From: "Aneesh Kumar K.V" <aneesh.kumar@linux.vnet.ibm.com>
Subject: Re: [PATCH 3/3] e2fsprogs: Support for large inode migration.
Date: Thu, 26 Jul 2007 17:15:30 +0530
Message-ID: <46A8895A.5000308@linux.vnet.ibm.com>
References: <bee58d48110eee4d5cd133167245b99644148d96.1185341470.git.aneesh.kumar@linux.vnet.ibm.com> <3ae4c55b831a13f9fbb9a187efcd65d29434bf09.1185341470.git.aneesh.kumar@linux.vnet.ibm.com> <20070725143209.GA23613@thunk.org>
Mime-Version: 1.0
Content-Type: text/plain; charset=us-ascii; format=flowed
Content-Transfer-Encoding: 7bit
Cc: linux-ext4@vger.kernel.org
To: Theodore Tso <tytso@mit.edu>
In-Reply-To: <20070725143209.GA23613@thunk.org>
Sender: linux-ext4-owner@vger.kernel.org


Theodore Tso wrote:
> On Wed, Jul 25, 2007 at 11:06:28AM +0530, Aneesh Kumar K.V wrote:
>> From: Aneesh Kumar K.V <aneesh.kumar@linux.vnet.ibm.com>
>>
>> Add new option -I <inode_size> to tune2fs.
>> This is used to change the inode size. The size
>> need to be multiple of 2 and we don't allow to
>> decrease the inode size.
>>
>> As a part of increasing the inode size we throw
>> away the free inodes in the last block group. If
>> we can't we fail. In such case one can resize the
>> file system and then try to increase the inode size.
> 
> Let me guess, you're testing with a filesystem with two block groups,
> right?  And to date you've tested *only* by doubling the size of the
> inode.
> 


I tested this with multiple ( 1 and 7 ) groups. But yes all the testing was to change
inode size from 128 to 256. 


> What your patch does is is keep the number of inode blocks per block
> group constant, so that the total number of inodes decreases by
> whatever factor the inode size is increasing.  It's a cheap, dirty way
> of doing the resizing, since it avoids needing to either (a) update
> directory entries when inode numbers get renumbered, and (b) need to
> update inodes when blocks need to get relocated in order to make room
> for growing the inode table.
> 


That is correct. What i was looking at was to get the dynamic inode location
first. That should help us to place large inode any where right ?. But i know
that is a long term goal since there is no patches for dynamic inode location.

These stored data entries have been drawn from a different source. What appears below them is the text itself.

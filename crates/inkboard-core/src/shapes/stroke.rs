//! Freehand pen stroke geometry.

use super::{ElementStyle, GeometryTrait, point_to_segment_dist};
use kurbo::{Point, Rect, Vec2};
use serde::{Deserialize, Serialize};

/// Line cap rendering hint.
#[derive(Debug, Clone, Copy, PartialEq, Eq, Default, Serialize, Deserialize)]
#[serde(rename_all = "camelCase")]
pub enum LineCap {
    Butt,
    #[default]
    Round,
    Square,
}

fn default_tension() -> f64 {
    Stroke::DEFAULT_TENSION
}

/// A freehand drawing (series of points).
#[derive(Debug, Clone, PartialEq, Serialize, Deserialize)]
#[serde(rename_all = "camelCase")]
pub struct Stroke {
    /// Points in drawing order.
    pub points: Vec<Point>,
    /// Curve smoothing hint for the renderer.
    #[serde(default = "default_tension")]
    pub tension: f64,
    #[serde(default)]
    pub line_cap: LineCap,
}

impl Stroke {
    pub const DEFAULT_TENSION: f64 = 0.5;

    /// Create from existing points.
    pub fn from_points(points: Vec<Point>) -> Self {
        Self {
            points,
            tension: Self::DEFAULT_TENSION,
            line_cap: LineCap::default(),
        }
    }

    /// Copy of this stroke with the same rendering hints but other points.
    pub fn with_points(&self, points: Vec<Point>) -> Self {
        Self {
            points,
            tension: self.tension,
            line_cap: self.line_cap,
        }
    }

    /// Get the number of points.
    pub fn len(&self) -> usize {
        self.points.len()
    }

    /// Check if the path is empty.
    pub fn is_empty(&self) -> bool {
        self.points.is_empty()
    }
}

impl GeometryTrait for Stroke {
    fn bounds(&self) -> Rect {
        let Some(first) = self.points.first() else {
            return Rect::ZERO;
        };
        self.points
            .iter()
            .fold(Rect::from_points(*first, *first), |acc, p| acc.union_pt(*p))
    }

    fn hit_test(&self, point: Point, tolerance: f64, style: &ElementStyle) -> bool {
        let reach = tolerance + style.stroke_width / 2.0;
        match self.points.as_slice() {
            [] => false,
            [only] => (point - *only).hypot() <= reach,
            points => points
                .windows(2)
                .any(|w| point_to_segment_dist(point, w[0], w[1]) <= reach),
        }
    }

    fn translate(&mut self, delta: Vec2) {
        for point in &mut self.points {
            *point += delta;
        }
    }

    fn scale(&mut self, sx: f64, sy: f64) {
        let origin = self.origin();
        for point in &mut self.points {
            point.x = origin.x + (point.x - origin.x) * sx;
            point.y = origin.y + (point.y - origin.y) * sy;
        }
    }
}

I will work at increasing the inode table size as a part of increasing the inode
size. 


> The problem with your patch is:
> 
> 	* By shrinking the number of inodes, it can constrain the
>           ability of the filesystem to create new files in the future.
> 

I explained this in the commit log.


> 	* It ruins the inode and block placement algorithms where we
>           try to keep inodes in the same block group as their parent
>           directory, and we try to allocate blocks in the same block
>           group as their containing inode.


I missed this in my analysis. So this means we may end up with bad performance
after resizing the inode. I will look at increasing the inode table size as a
part of increasing the inode size.


> 
> 	* Because when the current patch makes no attempt to relocate
>           inodes, and when it doubles the inode size, it chops the
>           number of inodes in half, there must be no inodes in the
>           last half of the inode table.  That is if there are N block
>           groups, the inode tables in blockgroups N/2 to N-1 must be
>           empty.  But because of the block group spreading algorithm,
>           where new directories get pushed out to new block groups, in
>           any real real-life filesystem, the use of block groups is
>           evenly spread out, which means in practice you won't see
>           case where the last half of the inodes will not be in use.
>           Hence, your patch won't actually work in practice.
> 
> So unfortunately, the right answer *will* require expanding the inode
> tables, and potentially moving blocks out of the way in order to make
> room for it.  A lot of that machinery is in resize2fs, actually, and
> I'm wondering if the right answer is to move resize2fs's functionality
> into tune2fs.  We will also need this to be able to add the resize
> inode after the fact.
> 
> That's not going to be a trivial set of changes; if you're looking for
> something to test the undo manager, my suggestion would be to wire it
> up into mke2fs and/or e2fsck first.  Mke2fs might be nice since it
> will give us a recovery path in case someone screws up the arguments
> to mkfs.  
> 

I guess Undo I/O manager can go in because I have been using it for
the ext3 -> ext4 inode migration testing and for testing the above patch.


Why would one need to recover on mkfs. He can very well run mkfs again right ?


>> tune2fs use undo I/O manager when migrating to large
>> inode. This helps in reverting the changes if end results
>> are not correct.The environment variable TUNE2FS_SCRATCH_DIR
>> is used to indicate the  directory within which the tdb
>> file need to be created. The file will be named tune2fs-XXXXXX
> 
> My suggestion would be to use something like /var/lib/e2fsprogs as the
> defalut directory.  And we should also do some tests to make sure
> something sane happens if we run out of room for the undo file.
> Presumably the only thing we can do is to abort the run and then back
> out the chnages using what was written out to the undo file.
> 

I had a FIXME!! in the code which stated it would be nice to use the  conf file
But right now the conffile is e2fsck specific

+	char *tdb_dir, tdb_file[PATH_MAX];
+#if 0 /* FIXME!! */
+	/*
+	 * Configuration via a conf file would be
+	 * nice
+	 */
+	profile_get_string(profile, "scratch_files",
+					"directory", 0, 0,
+					&tdb_dir);
+#endif
+	tdb_dir = getenv("TUNE2FS_SCRATCH_DIR");


-aneesh